Collected data
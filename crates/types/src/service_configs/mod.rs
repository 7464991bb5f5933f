// Path: crates/types/src/service_configs/mod.rs
//! Configuration structures for the built-in services.

use serde::{Deserialize, Serialize};

/// Configuration parameters for the multisig voting engine.
#[derive(Debug, Clone, Copy, PartialEq, Eq, Serialize, Deserialize)]
pub struct MultisigParams {
    /// The number of blocks a call may stay pending. A call submitted at height `h`
    /// is rejected by the end-block sweep of the first block above `h + interval_to_execute`.
    #[serde(default = "default_interval_to_execute")]
    pub interval_to_execute: u64,
}

fn default_interval_to_execute() -> u64 {
    17_280 // ~24 hours at 5s blocks
}

impl Default for MultisigParams {
    fn default() -> Self {
        Self {
            interval_to_execute: default_interval_to_execute(),
        }
    }
}

bitflags::bitflags! {
    /// A bitmask representing the lifecycle hooks a service exposes.
    #[derive(Serialize, Deserialize, Debug, Clone, Copy, PartialEq, Eq, Default)]
    #[serde(transparent)]
    pub struct Capabilities: u32 {
        /// Implements the OnEndBlock trait and its `on_end_block` hook.
        const ON_END_BLOCK = 0b0001;
    }
}
// Path: crates/api/src/services/access.rs

//! Read-only access to shared blockchain services.

use crate::services::BlockchainService;
use std::any::{Any, TypeId};
use std::collections::HashMap;
use std::fmt;
use std::sync::Arc;

/// A helper macro to reduce boilerplate for simple services that don't
/// hook into the block lifecycle.
#[macro_export]
macro_rules! impl_service_base {
    ($type:ty, $id:expr) => {
        impl $crate::services::BlockchainService for $type {
            fn id(&self) -> &str {
                $id
            }
            fn state_schema(&self) -> &str {
                "v1"
            }
            fn capabilities(&self) -> $crate::types::service_configs::Capabilities {
                $crate::types::service_configs::Capabilities::empty()
            }
            fn as_any(&self) -> &dyn std::any::Any {
                self
            }
        }
    };
}

/// A read-only, type-safe service locator.
#[derive(Clone, Default)]
pub struct ServiceDirectory {
    /// Services sorted by id, the order lifecycle hooks run in.
    ordered: Vec<Arc<dyn BlockchainService>>,
    /// The same services keyed by concrete type, for downcasting lookups.
    by_type: HashMap<TypeId, Arc<dyn Any + Send + Sync>>,
}

impl fmt::Debug for ServiceDirectory {
    fn fmt(&self, f: &mut fmt::Formatter<'_>) -> fmt::Result {
        f.debug_struct("ServiceDirectory")
            .field(
                "services",
                &self.ordered.iter().map(|s| s.id()).collect::<Vec<_>>(),
            )
            .finish()
    }
}

impl ServiceDirectory {
    /// Creates an empty directory.
    pub fn new() -> Self {
        Self::default()
    }

    /// Registers a service. Services are kept sorted lexicographically by their
    /// `id()` to ensure deterministic iteration order. Registering a second service
    /// of the same concrete type replaces the lookup entry for that type.
    pub fn with_service<T: BlockchainService>(mut self, service: Arc<T>) -> Self {
        let any: Arc<dyn Any + Send + Sync> = service.clone();
        self.by_type.insert(TypeId::of::<T>(), any);
        let dynamic: Arc<dyn BlockchainService> = service;
        self.ordered.push(dynamic);
        self.ordered.sort_by(|a, b| a.id().cmp(b.id()));
        self
    }

    /// Gets a service by its concrete type.
    pub fn get<T: BlockchainService>(&self) -> Option<Arc<T>> {
        let svc = self.by_type.get(&TypeId::of::<T>())?.clone();
        svc.downcast::<T>().ok()
    }

    /// Returns a deterministically ordered iterator over all stored services.
    pub fn services_in_deterministic_order(
        &self,
    ) -> impl Iterator<Item = &Arc<dyn BlockchainService>> {
        self.ordered.iter()
    }

    /// The number of registered services.
    pub fn len(&self) -> usize {
        self.ordered.len()
    }

    /// True if no services are registered.
    pub fn is_empty(&self) -> bool {
        self.ordered.is_empty()
    }
}

#[cfg(test)]
mod tests {
    use super::*;

    struct Alpha;
    struct Beta;
    crate::impl_service_base!(Alpha, "alpha");
    crate::impl_service_base!(Beta, "beta");

    #[test]
    fn lookup_by_type_and_order_by_id() {
        let dir = ServiceDirectory::new()
            .with_service(Arc::new(Beta))
            .with_service(Arc::new(Alpha));

        assert!(dir.get::<Alpha>().is_some());
        assert!(dir.get::<Beta>().is_some());
        let ids: Vec<&str> = dir.services_in_deterministic_order().map(|s| s.id()).collect();
        assert_eq!(ids, vec!["alpha", "beta"]);
    }

    #[test]
    fn missing_service_is_none() {
        let dir = ServiceDirectory::new().with_service(Arc::new(Alpha));
        assert!(dir.get::<Beta>().is_none());
        assert_eq!(dir.len(), 1);
    }
}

Work to complete:
Reproduce the records in full, exactly as written.

Solution to the problem:
filename crates/types/src/service_configs/mod.rs
repository 7464991bb5f5933f
// Path: crates/types/src/service_configs/mod.rs
//! Configuration structures for the built-in services.

use serde::{Deserialize, Serialize};

/// Configuration parameters for the multisig voting engine.
#[derive(Debug, Clone, Copy, PartialEq, Eq, Serialize, Deserialize)]
pub struct MultisigParams {
    /// The number of blocks a call may stay pending. A call submitted at height `h`
    /// is rejected by the end-block sweep of the first block above `h + interval_to_execute`.
    #[serde(default = "default_interval_to_execute")]
    pub interval_to_execute: u64,
}

fn default_interval_to_execute() -> u64 {
    17_280 // ~24 hours at 5s blocks
}

impl Default for MultisigParams {
    fn default() -> Self {
        Self {
            interval_to_execute: default_interval_to_execute(),
        }
    }
}

bitflags::bitflags! {
    /// A bitmask representing the lifecycle hooks a service exposes.
    #[derive(Serialize, Deserialize, Debug, Clone, Copy, PartialEq, Eq, Default)]
    #[serde(transparent)]
    pub struct Capabilities: u32 {
        /// Implements the OnEndBlock trait and its `on_end_block` hook.
        const ON_END_BLOCK = 0b0001;
    }
}
// Path: crates/api/src/services/access.rs

//! Read-only access to shared blockchain services.

use crate::services::BlockchainService;
use std::any::{Any, TypeId};
use std::collections::HashMap;
use std::fmt;
use std::sync::Arc;

/// A helper macro to reduce boilerplate for simple services that don't
/// hook into the block lifecycle.
#[macro_export]
macro_rules! impl_service_base {
    ($type:ty, $id:expr) => {
        impl $crate::services::BlockchainService for $type {
            fn id(&self) -> &str {
                $id
            }
            fn state_schema(&self) -> &str {
                "v1"
            }
            fn capabilities(&self) -> $crate::types::service_configs::Capabilities {
                $crate::types::service_configs::Capabilities::empty()
            }
            fn as_any(&self) -> &dyn std::any::Any {
                self
            }
        }
    };
}

/// A read-only, type-safe service locator.
#[derive(Clone, Default)]
pub struct ServiceDirectory {
    /// Services sorted by id, the order lifecycle hooks run in.
    ordered: Vec<Arc<dyn BlockchainService>>,
    /// The same services keyed by concrete type, for downcasting lookups.
    by_type: HashMap<TypeId, Arc<dyn Any + Send + Sync>>,
}

impl fmt::Debug for ServiceDirectory {
    fn fmt(&self, f: &mut fmt::Formatter<'_>) -> fmt::Result {
        f.debug_struct("ServiceDirectory")
            .field(
                "services",
                &self.ordered.iter().map(|s| s.id()).collect::<Vec<_>>(),
            )
            .finish()
    }
}

impl ServiceDirectory {
    /// Creates an empty directory.
    pub fn new() -> Self {
        Self::default()
    }

    /// Registers a service. Services are kept sorted lexicographically by their
    /// `id()` to ensure deterministic iteration order. Registering a second service
    /// of the same concrete type replaces the lookup entry for that type.
    pub fn with_service<T: BlockchainService>(mut self, service: Arc<T>) -> Self {
        let any: Arc<dyn Any + Send + Sync> = service.clone();
        self.by_type.insert(TypeId::of::<T>(), any);
        let dynamic: Arc<dyn BlockchainService> = service;
        self.ordered.push(dynamic);
        self.ordered.sort_by(|a, b| a.id().cmp(b.id()));
        self
    }

    /// Gets a service by its concrete type.
    pub fn get<T: BlockchainService>(&self) -> Option<Arc<T>> {
        let svc = self.by_type.get(&TypeId::of::<T>())?.clone();
        svc.downcast::<T>().ok()
    }

    /// Returns a deterministically ordered iterator over all stored services.
    pub fn services_in_deterministic_order(
        &self,
    ) -> impl Iterator<Item = &Arc<dyn BlockchainService>> {
        self.ordered.iter()
    }

    /// The number of registered services.
    pub fn len(&self) -> usize {
        self.ordered.len()
    }

    /// True if no services are registered.
    pub fn is_empty(&self) -> bool {
        self.ordered.is_empty()
    }
}

#[cfg(test)]
mod tests {
    use super::*;

    struct Alpha;
    struct Beta;
    crate::impl_service_base!(Alpha, "alpha");
    crate::impl_service_base!(Beta, "beta");

    #[test]
    fn lookup_by_type_and_order_by_id() {
        let dir = ServiceDirectory::new()
            .with_service(Arc::new(Beta))
            .with_service(Arc::new(Alpha));

        assert!(dir.get::<Alpha>().is_some());
        assert!(dir.get::<Beta>().is_some());
        let ids: Vec<&str> = dir.services_in_deterministic_order().map(|s| s.id()).collect();
        assert_eq!(ids, vec!["alpha", "beta"]);
    }

    #[test]
    fn missing_service_is_none() {
        let dir = ServiceDirectory::new().with_service(Arc::new(Alpha));
        assert!(dir.get::<Beta>().is_none());
        assert_eq!(dir.len(), 1);
    }
}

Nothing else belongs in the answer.